EXERCISE — An exact copy is needed of the lines from the line holding "pub mod client;" through the final line of the listing below, both included.

EXERCISE MATERIALS —
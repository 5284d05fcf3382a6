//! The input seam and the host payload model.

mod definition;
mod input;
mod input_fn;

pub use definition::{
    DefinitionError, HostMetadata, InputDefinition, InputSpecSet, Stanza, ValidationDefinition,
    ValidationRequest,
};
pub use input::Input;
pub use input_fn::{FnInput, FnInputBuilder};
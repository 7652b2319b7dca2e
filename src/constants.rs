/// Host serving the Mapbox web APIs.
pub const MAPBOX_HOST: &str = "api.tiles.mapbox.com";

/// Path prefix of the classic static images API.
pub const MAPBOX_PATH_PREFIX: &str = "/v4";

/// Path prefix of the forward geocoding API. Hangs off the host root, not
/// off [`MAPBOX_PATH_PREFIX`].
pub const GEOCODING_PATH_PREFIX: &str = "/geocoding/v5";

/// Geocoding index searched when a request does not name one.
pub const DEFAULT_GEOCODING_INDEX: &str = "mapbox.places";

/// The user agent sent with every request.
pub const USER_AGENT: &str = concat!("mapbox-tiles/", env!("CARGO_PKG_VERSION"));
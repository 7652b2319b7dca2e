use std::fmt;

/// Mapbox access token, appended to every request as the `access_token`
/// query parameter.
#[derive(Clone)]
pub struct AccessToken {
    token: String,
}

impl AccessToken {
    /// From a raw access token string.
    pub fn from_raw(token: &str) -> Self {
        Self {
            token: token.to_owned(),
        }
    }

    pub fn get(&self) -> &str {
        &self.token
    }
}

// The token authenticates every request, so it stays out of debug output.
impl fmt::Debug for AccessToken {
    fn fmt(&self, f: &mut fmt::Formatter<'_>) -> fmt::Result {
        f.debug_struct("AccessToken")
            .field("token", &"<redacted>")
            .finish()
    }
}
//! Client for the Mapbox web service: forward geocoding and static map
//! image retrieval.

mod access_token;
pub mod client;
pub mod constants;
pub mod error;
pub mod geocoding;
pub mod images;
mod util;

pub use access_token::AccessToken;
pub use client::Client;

ANSWER TO THIS EXERCISE —
pub mod client;
pub mod constants;
pub mod error;
pub mod geocoding;
pub mod images;
mod util;

pub use access_token::AccessToken;
pub use client::Client;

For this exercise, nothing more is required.